Barragán y las Capuchinas, 1960

Luis Barragán siempre fue muy devoto de la iglesia católica, por lo que realiza en el año de 1953 la remodelación del convento y capilla de las capuchinas en Tlalpan en la ciudad de México. Se dice que además de hacer el trabajo pro bono, también financió parte de la obra. En la capilla se destaca la cruz de madera que a través de la ventana alargada que tiene a un costado refleja la sombra en lo que fuera el retablo, y que se va recorriendo de acuerdo a la luz solar. En los solsticios se puede ver la cruz perfectamente delimitada y de un color amarillo más intenso.

¿Cómo comprender el arte y la gloria de su historia sin la espiritualidad religiosa y sin el trasfondo mítico que nos lleva hasta las raíces mismas del fenómeno artístico? Sin lo uno y lo otro no habría pirámides de Egipto y las nuestras mexicanas; no habría templos griegos ni catedrales góticas ni los asombros que nos dejó el renacimiento y la edad barroca; no las danzas rituales de los mal llamados pueblos primitivos ni el inagotable tesoro artístico de la sensibilidad popular de todas las naciones de la Tierra.

Luis Barragán

En proporción alarmante han desaparecido en las publicaciones dedicadas a la arquitectura las palabras belleza, inspiración, embrujo, magia, sortilegio, encantamiento y también las de serenidad, silencio, intimidad y asombro. Todas ellas han encontrado amorosa acogida en mi alma, y si estoy lejos de pretender haberles hecho plena justicia en mi obra, no por eso han dejado de ser mi faro

Luis Barragán, discurso de aceptación del premio Pritzker

Queríamos que el proyecto lo hiciera Barragán, pero no teníamos dinero, así que fuimos a su oficina a hablar con él.

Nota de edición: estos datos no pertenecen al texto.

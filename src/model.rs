//-
// Copyright (c) 2026, the Maildrop authors
//
// This file is part of Maildrop.
//
// Maildrop is free software: you can redistribute it and/or modify it under
// the terms of the GNU General Public License as published by the Free
// Software Foundation, either version 3 of the License, or (at your option)
// any later version.
//
// Maildrop is distributed in the hope that it will be useful, but WITHOUT ANY
// WARRANTY; without even the implied warranty of MERCHANTABILITY or FITNESS
// FOR A PARTICULAR PURPOSE. See the GNU General Public License for more
// details.
//
// You should have received a copy of the GNU General Public License along with
// Maildrop. If not, see <http://www.gnu.org/licenses/>.

use std::fmt;
use std::num::ParseIntError;
use std::path::{Path, PathBuf};
use std::str::FromStr;

use chrono::prelude::*;

use crate::support::tombstones::TombstoneSet;

/// Identifies a message within a single mailbox instance.
///
/// Message numbers are assigned densely from 0, in ascending order of file
/// creation time, when the mailbox is scanned. A message number is bound to
/// its message for the life of the instance; deleting the message leaves a
/// tombstone behind rather than renumbering its successors, so numbers are
/// never reused.
#[derive(Clone, Copy, PartialEq, Eq, PartialOrd, Ord, Hash)]
pub struct Msgnum(pub u32);

impl fmt::Debug for Msgnum {
    fn fmt(&self, f: &mut fmt::Formatter) -> fmt::Result {
        write!(f, "Msgnum({})", self.0)
    }
}

impl fmt::Display for Msgnum {
    fn fmt(&self, f: &mut fmt::Formatter) -> fmt::Result {
        write!(f, "{}", self.0)
    }
}

impl FromStr for Msgnum {
    type Err = ParseIntError;

    fn from_str(s: &str) -> Result<Self, ParseIntError> {
        s.parse::<u32>().map(Msgnum)
    }
}

impl Msgnum {
    pub(crate) fn ix(self) -> usize {
        self.0 as usize
    }
}

/// A message's path and metadata as observed during the scan.
#[derive(Clone, Debug)]
pub struct ScannedMessage {
    pub path: PathBuf,
    pub size: u64,
    pub ctime: DateTime<Utc>,
}

/// A chronologically ordered snapshot of the contents of a mailbox.
///
/// The order of `filenames` is fixed when the catalog is built and never
/// changes afterwards, so a `Msgnum` indexes both `filenames` and `sizes`
/// for the life of the catalog. Deletion removes the size entry and records
/// a tombstone; the filename is kept so the flush pass knows what to unlink.
#[derive(Clone, Debug, Default, PartialEq, Eq)]
pub struct MessageCatalog {
    count: usize,
    total_size: u64,
    sizes: Vec<Option<u64>>,
    filenames: Vec<PathBuf>,
    deleted: TombstoneSet,
}

impl MessageCatalog {
    pub(crate) fn from_scan(messages: Vec<ScannedMessage>) -> Self {
        let mut catalog = MessageCatalog::default();
        for msg in messages {
            catalog.count += 1;
            catalog.total_size += msg.size;
            catalog.sizes.push(Some(msg.size));
            catalog.filenames.push(msg.path);
        }

        catalog
    }

    /// The number of messages ever recorded in this catalog.
    ///
    /// Deletion does not decrement this; it counts tombstones too.
    pub fn count(&self) -> usize {
        self.count
    }

    /// The summed byte size of all non-deleted messages.
    pub fn total_size(&self) -> u64 {
        self.total_size
    }

    /// The byte size of the given message, or `None` if the message number
    /// is out of range or tombstoned.
    pub fn size_of(&self, msgnum: Msgnum) -> Option<u64> {
        self.sizes.get(msgnum.ix()).copied().flatten()
    }

    /// The on-disk path of the given message, as recorded at scan time.
    ///
    /// Unlike `size_of`, this keeps answering for tombstoned messages.
    pub fn filename_of(&self, msgnum: Msgnum) -> Option<&Path> {
        self.filenames.get(msgnum.ix()).map(PathBuf::as_path)
    }

    /// Whether the given message is in range and not tombstoned.
    pub fn contains(&self, msgnum: Msgnum) -> bool {
        self.size_of(msgnum).is_some()
    }

    pub fn is_deleted(&self, msgnum: Msgnum) -> bool {
        self.deleted.contains(msgnum.ix())
    }

    /// Iterate every message number ever assigned, tombstoned or not.
    pub fn msgnums(&self) -> impl Iterator<Item = Msgnum> {
        (0..self.count as u32).map(Msgnum)
    }

    /// Iterate the tombstoned message numbers in ascending order.
    pub fn deleted_msgnums(
        &self,
    ) -> impl Iterator<Item = Msgnum> + '_ {
        self.deleted.iter().map(|ix| Msgnum(ix as u32))
    }

    /// Tombstone `msgnum`: forget its size, subtract it from the total, and
    /// record the deletion.
    ///
    /// Returns false (and changes nothing) if the message number is out of
    /// range or already tombstoned.
    pub(crate) fn tombstone(&mut self, msgnum: Msgnum) -> bool {
        let ix = msgnum.ix();
        if ix >= self.sizes.len() || self.deleted.contains(ix) {
            return false;
        }

        if let Some(size) = self.sizes[ix].take() {
            self.total_size -= size;
            self.deleted.insert(ix);
            true
        } else {
            false
        }
    }
}

/// A message fetched from disk.
#[derive(Clone, Debug, PartialEq, Eq)]
pub struct FetchedMessage {
    pub msgnum: Msgnum,
    /// The message content, decoded lossily as UTF-8.
    pub content: String,
}

#[cfg(test)]
mod test {
    use super::*;

    fn sample_catalog() -> MessageCatalog {
        MessageCatalog::from_scan(
            (0i64..3)
                .map(|n| ScannedMessage {
                    path: PathBuf::from(format!("/mail/cur/{}:2,", n)),
                    size: (10 * (n + 1)) as u64,
                    ctime: Utc.timestamp_opt(1_000 + n, 0).single().unwrap(),
                })
                .collect(),
        )
    }

    #[test]
    fn from_scan_totals() {
        let catalog = sample_catalog();
        assert_eq!(3, catalog.count());
        assert_eq!(60, catalog.total_size());
        assert_eq!(Some(20), catalog.size_of(Msgnum(1)));
        assert_eq!(
            Some(Path::new("/mail/cur/2:2,")),
            catalog.filename_of(Msgnum(2))
        );
        assert_eq!(None, catalog.size_of(Msgnum(3)));
        assert_eq!(None, catalog.filename_of(Msgnum(3)));
    }

    #[test]
    fn tombstone_bookkeeping() {
        let mut catalog = sample_catalog();
        assert!(catalog.tombstone(Msgnum(1)));
        assert_eq!(40, catalog.total_size());
        assert_eq!(3, catalog.count());
        assert!(!catalog.contains(Msgnum(1)));
        assert!(catalog.is_deleted(Msgnum(1)));
        // The filename must survive for the flush pass.
        assert_eq!(
            Some(Path::new("/mail/cur/1:2,")),
            catalog.filename_of(Msgnum(1))
        );

        // Second tombstone is a no-op
        assert!(!catalog.tombstone(Msgnum(1)));
        assert_eq!(40, catalog.total_size());

        assert!(!catalog.tombstone(Msgnum(3)));
        assert_eq!(
            vec![Msgnum(1)],
            catalog.deleted_msgnums().collect::<Vec<_>>()
        );
    }

    #[test]
    fn msgnum_round_trips_through_str() {
        assert_eq!(Ok(Msgnum(42)), "42".parse());
        assert_eq!("42", Msgnum(42).to_string());
        assert!("nope".parse::<Msgnum>().is_err());
    }
}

Él accedió gustosamente no solamente a hacer el proyecto, sino a financiar parte de su construcción.

Nosotras no sabíamos qué estaba haciendo, confiamos completamente en él.

Hasta que una mañana de primavera, el 24 de abril de 1960 se inauguró la capilla.

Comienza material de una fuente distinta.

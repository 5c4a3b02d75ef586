//! Comprehensive configuration validation with detailed reporting.
//!
//! `Settings::validate` catches the hard errors; this pass layers on the
//! cross-cutting checks and the advisory output printed at startup:
//! warnings for configurations that will run but probably should not, and
//! recommendations worth considering. Errors here are fatal (exit code 1).

use log::{info, warn};
use std::collections::HashSet;

use crate::models::settings::Settings;

/// Outcome of a validation pass: errors, warnings, recommendations.
#[derive(Debug, Clone, Default)]
pub struct ValidationResult {
    pub errors: Vec<String>,
    pub warnings: Vec<String>,
    pub recommendations: Vec<String>,
}

impl ValidationResult {
    pub fn new() -> Self {
        Self::default()
    }

    /// Whether the configuration may be used.
    pub fn is_valid(&self) -> bool {
        self.errors.is_empty()
    }

    pub fn add_error(&mut self, error: String) {
        self.errors.push(error);
    }

    pub fn add_warning(&mut self, warning: String) {
        self.warnings.push(warning);
    }

    pub fn add_recommendation(&mut self, recommendation: String) {
        self.recommendations.push(recommendation);
    }

    /// Logs warnings and recommendations; errors are the caller's problem.
    pub fn report(&self) {
        for warning in &self.warnings {
            warn!("config: {}", warning);
        }
        for recommendation in &self.recommendations {
            info!("config hint: {}", recommendation);
        }
    }
}

/// The comprehensive validation pass.
pub struct ConfigValidator;

impl ConfigValidator {
    pub fn validate_comprehensive(settings: &Settings) -> ValidationResult {
        let mut result = ValidationResult::new();

        if let Err(e) = settings.validate() {
            result.add_error(e);
        }

        Self::check_admission(settings, &mut result);
        Self::check_timeouts(settings, &mut result);
        Self::check_cluster(settings, &mut result);
        Self::check_proxy(settings, &mut result);
        Self::check_xems(settings, &mut result);
        Self::check_plugin_permissions(settings, &mut result);
        result
    }

    fn check_admission(settings: &Settings, result: &mut ValidationResult) {
        let concurrency = &settings.request_management.concurrency;
        if concurrency.max_per_ip > concurrency.max_concurrent_requests {
            result.add_warning(format!(
                "maxPerIP ({}) exceeds maxConcurrentRequests ({}); the per-IP cap can never bind",
                concurrency.max_per_ip, concurrency.max_concurrent_requests
            ));
        }
        if concurrency.max_queue_size > 0 && concurrency.queue_timeout == 0 {
            result.add_warning(
                "queueTimeout of 0 with a non-empty queue makes queued requests fail immediately"
                    .to_string(),
            );
        }
        let payload = &settings.request_management.payload;
        if payload.max_body_size > settings.ipc.max_frame_size * 64 {
            result.add_recommendation(format!(
                "maxBodySize ({} bytes) is far above the frame size; large uploads will stream in many chunks",
                payload.max_body_size
            ));
        }
    }

    fn check_timeouts(settings: &Settings, result: &mut ValidationResult) {
        let timeout = &settings.request_management.timeout;
        if !timeout.enabled {
            result.add_warning(
                "request timeouts are disabled; a stuck handler will hold its slot forever"
                    .to_string(),
            );
        }
        for (route, ms) in &timeout.routes {
            if !route.starts_with('/') {
                result.add_error(format!(
                    "timeout.routes key \"{}\" must be an absolute route pattern",
                    route
                ));
            }
            if *ms == 0 {
                result.add_error(format!("timeout.routes[\"{}\"] must be positive", route));
            }
            if *ms > timeout.default_timeout && timeout.enabled {
                result.add_recommendation(format!(
                    "route {} allows {} ms, above the {} ms default",
                    route, ms, timeout.default_timeout
                ));
            }
        }
    }

    fn check_cluster(settings: &Settings, result: &mut ValidationResult) {
        let cluster = &settings.cluster;
        if !cluster.enabled {
            return;
        }
        let workers = cluster.workers.resolve();
        if workers > 64 {
            result.add_warning(format!(
                "{} workers configured; each is a full OS process",
                workers
            ));
        }
        if cluster.restart_delay >= cluster.restart_window {
            result.add_warning(
                "restartDelay is not below restartWindow; storm detection can never trip"
                    .to_string(),
            );
        }
        if cluster.resources.enforcement.hard_limits && cluster.resources.max_memory_mb == 0 {
            result.add_warning(
                "hardLimits is set but no memory limit is configured".to_string(),
            );
        }
    }

    fn check_proxy(settings: &Settings, result: &mut ValidationResult) {
        let proxy = &settings.network.proxy;
        if !proxy.enabled {
            return;
        }
        if proxy.routes.is_empty() {
            result.add_warning(
                "proxy is enabled but no routes are mapped to the upstream pool".to_string(),
            );
        }
        let mut seen = HashSet::new();
        for upstream in &proxy.upstreams {
            if !seen.insert(upstream.key()) {
                result.add_error(format!("duplicate upstream {}", upstream.key()));
            }
        }
        if proxy.health_check.interval < proxy.health_check.timeout {
            result.add_warning(
                "healthCheck.interval is below healthCheck.timeout; probes will overlap"
                    .to_string(),
            );
        }
        if !settings.request_management.resilience.circuit_breaker.enabled {
            result.add_recommendation(
                "proxying without the circuit breaker sends every request at a failing upstream"
                    .to_string(),
            );
        }
    }

    fn check_xems(settings: &Settings, result: &mut ValidationResult) {
        let xems = &settings.xems;
        if !xems.enable {
            return;
        }
        if xems.grace_period >= xems.ttl {
            result.add_error(format!(
                "xems.gracePeriod ({} ms) must be below xems.ttl ({} ms)",
                xems.grace_period, xems.ttl
            ));
        }
        if xems.auto_rotation && xems.grace_period == 0 {
            result.add_warning(
                "autoRotation with a zero grace period will break concurrent in-flight requests"
                    .to_string(),
            );
        }
        if xems.persistence.enabled && xems.persistence.secret.len() < 16 {
            result.add_warning(
                "xems.persistence.secret is short; prefer at least 16 characters".to_string(),
            );
        }
    }

    fn check_plugin_permissions(settings: &Settings, result: &mut ValidationResult) {
        let known_hooks = [
            "onRegister",
            "onServerStart",
            "onServerReady",
            "onServerStop",
            "onRequest",
            "onResponse",
            "onError",
            "onSecurityThreat",
            "onRateLimit",
            "onRequestTiming",
            "onRouteError",
            "onPerformanceMetrics",
            "onConsoleIntercept",
            "registerRoutes",
        ];
        let mut seen = HashSet::new();
        for permission in &settings.plugin_permissions {
            if permission.plugin.is_empty() {
                result.add_error("pluginPermissions[] entry with an empty plugin name".to_string());
                continue;
            }
            if !seen.insert(permission.plugin.clone()) {
                result.add_error(format!(
                    "pluginPermissions has duplicate entry for {}",
                    permission.plugin
                ));
            }
            for hook in permission
                .allowed_hooks
                .iter()
                .chain(permission.denied_hooks.iter())
            {
                if !known_hooks.contains(&hook.as_str()) {
                    result.add_warning(format!(
                        "pluginPermissions[{}] names unknown hook \"{}\"",
                        permission.plugin, hook
                    ));
                }
            }
        }
    }
}

#[cfg(test)]
mod tests {
    use super::*;
    use crate::models::settings::{PluginPermission, UpstreamSettings};

    #[test]
    fn default_settings_are_valid() {
        let result = ConfigValidator::validate_comprehensive(&Settings::default());
        assert!(result.is_valid(), "errors: {:?}", result.errors);
    }

    #[test]
    fn grace_above_ttl_is_an_error() {
        let mut settings = Settings::default();
        settings.xems.enable = true;
        settings.xems.ttl = 500;
        settings.xems.grace_period = 1_000;
        let result = ConfigValidator::validate_comprehensive(&settings);
        assert!(!result.is_valid());
    }

    #[test]
    fn duplicate_upstreams_are_an_error() {
        let mut settings = Settings::default();
        settings.network.proxy.enabled = true;
        let upstream = UpstreamSettings {
            host: "10.0.0.5".to_string(),
            port: 8080,
            weight: 1,
            max_connections: 8,
        };
        settings.network.proxy.upstreams = vec![upstream.clone(), upstream];
        let result = ConfigValidator::validate_comprehensive(&settings);
        assert!(!result.is_valid());
    }

    #[test]
    fn unknown_hook_names_warn_but_pass() {
        let mut settings = Settings::default();
        settings.plugin_permissions = vec![PluginPermission {
            plugin: "metrics".to_string(),
            allowed_hooks: vec!["onTelemetry".to_string()],
            denied_hooks: vec![],
        }];
        let result = ConfigValidator::validate_comprehensive(&settings);
        assert!(result.is_valid());
        assert_eq!(result.warnings.len(), 1);
    }

    #[test]
    fn relative_timeout_route_is_an_error() {
        let mut settings = Settings::default();
        settings
            .request_management
            .timeout
            .routes
            .insert("sleep".to_string(), 100);
        let result = ConfigValidator::validate_comprehensive(&settings);
        assert!(!result.is_valid());
    }

    #[test]
    fn per_ip_above_global_warns() {
        let mut settings = Settings::default();
        settings.request_management.concurrency.max_per_ip = 5_000;
        let result = ConfigValidator::validate_comprehensive(&settings);
        assert!(result.is_valid());
        assert!(result
            .warnings
            .iter()
            .any(|w| w.contains("maxPerIP")));
    }
}
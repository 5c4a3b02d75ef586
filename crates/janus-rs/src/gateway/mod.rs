//! The native gateway: admission control, resilience, and dispatch.
//!
//! Incoming requests pass the admission gates in a fixed order with fast
//! rejection (URL length, body size, global concurrency with a bounded
//! FIFO queue, per-IP concurrency, rate limit, network quality) before the
//! catch-all handler classifies the route and either proxies it to an
//! upstream or ships it to a worker over the IPC bridge. Circuit breakers
//! guard the proxied targets; deadlines are enforced with CANCEL + 504.
//!
//! - [`admission`] - Gates 1-4 as an actix middleware
//! - [`rate_limit`] - Fixed-window limiter with `RateLimit-*` headers (gate 5)
//! - [`quality`] - Link-quality monitor and gate (gate 6)
//! - [`compression`] - Response compression policy
//! - [`handler`] - The catch-all: classify, proxy or dispatch, resiliency
//! - [`routes`] - Gateway-owned health endpoints

pub mod admission;
pub mod compression;
pub mod handler;
pub mod quality;
pub mod rate_limit;
pub mod routes;

pub use handler::GatewayHandler;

 Fue para nosotras sorprendente, bellísima, muy austera, casi sin imágenes, adelantándose al Concilio Vaticano II.

Hasta aquí llegó Tadao Ando comenta la religiosa y quedó maravillado por el efecto de la luz. 

Ando como Gehry y Koolhaas, han reconocido la fascinación y la influencia de esta obra y el trabajo de Barragán en sus propias obras.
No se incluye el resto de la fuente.